• [WHAT IS NEEDED]: Where in the listing does the word "Nearest" appear? Report each line that holds it.

#### INFORMATION SHOWN ####

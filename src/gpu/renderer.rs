//! Multi-pass frame renderer: scene, bloom blur, composite.

use std::sync::Arc;

use glam::Vec3;
use wgpu::{BindGroup, BindGroupLayout, Device, Queue, RenderPipeline, Sampler, TextureFormat, TextureView};

use super::context::GpuContext;
use super::frame_graph::{FramePlan, FrameStage};
use super::layouts::create_composite_layout;
use super::mesh::GpuMesh;
use super::pipelines::{create_pipeline_layout, create_shader, RenderPipelineBuilder};
use super::postprocess::BloomChain;
use super::program::{ShaderParameters, ShaderProgram};
use super::textures::RenderTarget;
use crate::camera::Camera;
use crate::geometry::Square;

pub const DEFAULT_BLUR_ITERATIONS: u32 = 10;

/// Configuration for rendering.
#[derive(Debug, Clone)]
pub struct RendererConfig {
    pub width: u32,
    pub height: u32,
    /// Format of the view passed to [`FrameRenderer::render_frame`].
    pub output_format: TextureFormat,
    pub blur_iterations: u32,
    pub clear_color: wgpu::Color,
}

impl Default for RendererConfig {
    fn default() -> Self {
        Self {
            width: 1280,
            height: 720,
            output_format: TextureFormat::Rgba8Unorm,
            blur_iterations: DEFAULT_BLUR_ITERATIONS,
            clear_color: wgpu::Color::BLACK,
        }
    }
}

/// One program drawn over a list of meshes during the scene stage.
pub struct ScenePass<'a> {
    pub program: &'a ShaderProgram,
    pub parameters: &'a ShaderParameters,
    pub meshes: &'a [&'a GpuMesh],
}

/// Owns every offscreen target and runs the per-frame stage sequence.
pub struct FrameRenderer {
    device: Arc<Device>,
    queue: Arc<Queue>,
    config: RendererConfig,
    plan: FramePlan,
    scene_target: RenderTarget,
    bloom: BloomChain,
    composite_pipeline: RenderPipeline,
    composite_layout: BindGroupLayout,
    composite_sampler: Sampler,
    // indexed by the ping-pong target read as bloom
    composite_groups: [BindGroup; 2],
    quad: GpuMesh,
}

impl FrameRenderer {
    pub fn new(ctx: &GpuContext, config: RendererConfig) -> Self {
        let device = Arc::clone(&ctx.device);
        let queue = Arc::clone(&ctx.queue);

        let scene_target = RenderTarget::for_scene(&device, "scene", config.width, config.height);
        let (width, height) = scene_target.size();
        let bloom = BloomChain::new(&device, &queue, width, height, scene_target.color_view(1));

        let shader = create_shader(&device, "composite_shader", include_str!("shaders/composite.wgsl"));
        let composite_layout = create_composite_layout(&device);
        let pipeline_layout =
            create_pipeline_layout(&device, "composite_pipeline_layout", &[&composite_layout]);
        let composite_pipeline = RenderPipelineBuilder::new("composite_pipeline", &shader)
            .layout(&pipeline_layout)
            .vertex_buffers(GpuMesh::vertex_layouts())
            .target(config.output_format)
            .build(&device);

        let composite_sampler = device.create_sampler(&wgpu::SamplerDescriptor {
            label: Some("composite_sampler"),
            mag_filter: wgpu::FilterMode::Nearest,
            min_filter: wgpu::FilterMode::Nearest,
            ..Default::default()
        });

        let composite_groups = create_composite_groups(
            &device,
            &composite_layout,
            &composite_sampler,
            &scene_target,
            &bloom,
        );

        let quad = GpuMesh::upload(&device, "quad", &Square::new(Vec3::ZERO).build());
        let plan = FramePlan::new(config.blur_iterations);

        log::info!(
            "Frame renderer ready at {}x{} with {} blur passes",
            width,
            height,
            config.blur_iterations
        );

        Self {
            device,
            queue,
            config,
            plan,
            scene_target,
            bloom,
            composite_pipeline,
            composite_layout,
            composite_sampler,
            composite_groups,
            quad,
        }
    }

    pub fn config(&self) -> &RendererConfig {
        &self.config
    }

    pub fn plan(&self) -> &FramePlan {
        &self.plan
    }

    pub fn set_blur_iterations(&mut self, iterations: u32) {
        self.config.blur_iterations = iterations;
        self.plan = FramePlan::new(iterations);
    }

    /// Sizes of the scene target and both blur targets, in that order.
    pub fn target_sizes(&self) -> [(u32, u32); 3] {
        let [ping0, ping1] = self.bloom.target_sizes();
        [self.scene_target.size(), ping0, ping1]
    }

    /// Destroy every offscreen target and recreate it at the new size.
    pub fn resize(&mut self, width: u32, height: u32) {
        let scene_target = RenderTarget::for_scene(&self.device, "scene", width, height);
        let (width, height) = scene_target.size();
        std::mem::replace(&mut self.scene_target, scene_target).destroy();

        self.bloom.resize(
            &self.device,
            &self.queue,
            width,
            height,
            self.scene_target.color_view(1),
        );
        self.composite_groups = create_composite_groups(
            &self.device,
            &self.composite_layout,
            &self.composite_sampler,
            &self.scene_target,
            &self.bloom,
        );

        self.config.width = width;
        self.config.height = height;
        log::info!("Render targets recreated at {width}x{height}");
    }

    /// Render one frame into `output_view`.
    ///
    /// Parameters are uploaded per program, so each program should appear
    /// in at most one pass per frame.
    pub fn render_frame(&self, camera: &Camera, passes: &[ScenePass<'_>], output_view: &TextureView) {
        let view_proj = camera.view_proj();
        for pass in passes {
            pass.program
                .set_parameters(&self.queue, pass.parameters, view_proj);
        }

        let mut encoder = self
            .device
            .create_command_encoder(&wgpu::CommandEncoderDescriptor {
                label: Some("frame_encoder"),
            });

        for stage in self.plan.stages() {
            match stage {
                FrameStage::Scene => self.encode_scene(&mut encoder, passes),
                FrameStage::Blur(step) => self.bloom.encode_step(&mut encoder, step, &self.quad),
                FrameStage::Composite { bloom } => {
                    // nothing wrote the target this frame; drop bloom left by an earlier plan
                    if self.plan.blur_iterations() == 0 {
                        self.bloom.clear_target(&mut encoder, *bloom);
                    }
                    self.encode_composite(&mut encoder, *bloom, output_view)
                }
            }
        }

        self.queue.submit(std::iter::once(encoder.finish()));
    }

    fn encode_scene(&self, encoder: &mut wgpu::CommandEncoder, passes: &[ScenePass<'_>]) {
        let clear = |color| wgpu::Operations {
            load: wgpu::LoadOp::Clear(color),
            store: wgpu::StoreOp::Store,
        };

        let mut pass = encoder.begin_render_pass(&wgpu::RenderPassDescriptor {
            label: Some("scene_pass"),
            color_attachments: &[
                Some(wgpu::RenderPassColorAttachment {
                    view: self.scene_target.color_view(0),
                    resolve_target: None,
                    depth_slice: None,
                    ops: clear(self.config.clear_color),
                }),
                Some(wgpu::RenderPassColorAttachment {
                    view: self.scene_target.color_view(1),
                    resolve_target: None,
                    depth_slice: None,
                    ops: clear(wgpu::Color::BLACK),
                }),
            ],
            depth_stencil_attachment: self.scene_target.depth_view().map(|view| {
                wgpu::RenderPassDepthStencilAttachment {
                    view,
                    depth_ops: Some(wgpu::Operations {
                        load: wgpu::LoadOp::Clear(1.0),
                        store: wgpu::StoreOp::Store,
                    }),
                    stencil_ops: None,
                }
            }),
            timestamp_writes: None,
            occlusion_query_set: None,
            multiview_mask: None,
        });

        for scene_pass in passes {
            scene_pass
                .program
                .draw(&mut pass, scene_pass.meshes.iter().copied());
        }
    }

    fn encode_composite(
        &self,
        encoder: &mut wgpu::CommandEncoder,
        bloom: usize,
        output_view: &TextureView,
    ) {
        let mut pass = encoder.begin_render_pass(&wgpu::RenderPassDescriptor {
            label: Some("composite_pass"),
            color_attachments: &[Some(wgpu::RenderPassColorAttachment {
                view: output_view,
                resolve_target: None,
                depth_slice: None,
                ops: wgpu::Operations {
                    load: wgpu::LoadOp::Clear(self.config.clear_color),
                    store: wgpu::StoreOp::Store,
                },
            })],
            depth_stencil_attachment: None,
            timestamp_writes: None,
            occlusion_query_set: None,
            multiview_mask: None,
        });

        pass.set_pipeline(&self.composite_pipeline);
        pass.set_bind_group(0, &self.composite_groups[bloom], &[]);
        self.quad.draw(&mut pass);
    }
}

fn create_composite_groups(
    device: &Device,
    layout: &BindGroupLayout,
    sampler: &Sampler,
    scene_target: &RenderTarget,
    bloom: &BloomChain,
) -> [BindGroup; 2] {
    [0, 1].map(|index| {
        device.create_bind_group(&wgpu::BindGroupDescriptor {
            label: Some("composite_bind_group"),
            layout,
            entries: &[
                wgpu::BindGroupEntry {
                    binding: 0,
                    resource: wgpu::BindingResource::TextureView(scene_target.color_view(0)),
                },
                wgpu::BindGroupEntry {
                    binding: 1,
                    resource: wgpu::BindingResource::TextureView(bloom.target_view(index)),
                },
                wgpu::BindGroupEntry {
                    binding: 2,
                    resource: wgpu::BindingResource::Sampler(sampler),
                },
            ],
        })
    })
}

#[cfg(test)]
mod tests {
    use super::*;

    #[test]
    fn test_default_config() {
        let config = RendererConfig::default();
        assert_eq!(config.blur_iterations, 10);
        assert_eq!(config.output_format, TextureFormat::Rgba8Unorm);
    }
}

####

• [ANSWER TO THIS PROBLEM]:
            mag_filter: wgpu::FilterMode::Nearest,
            min_filter: wgpu::FilterMode::Nearest,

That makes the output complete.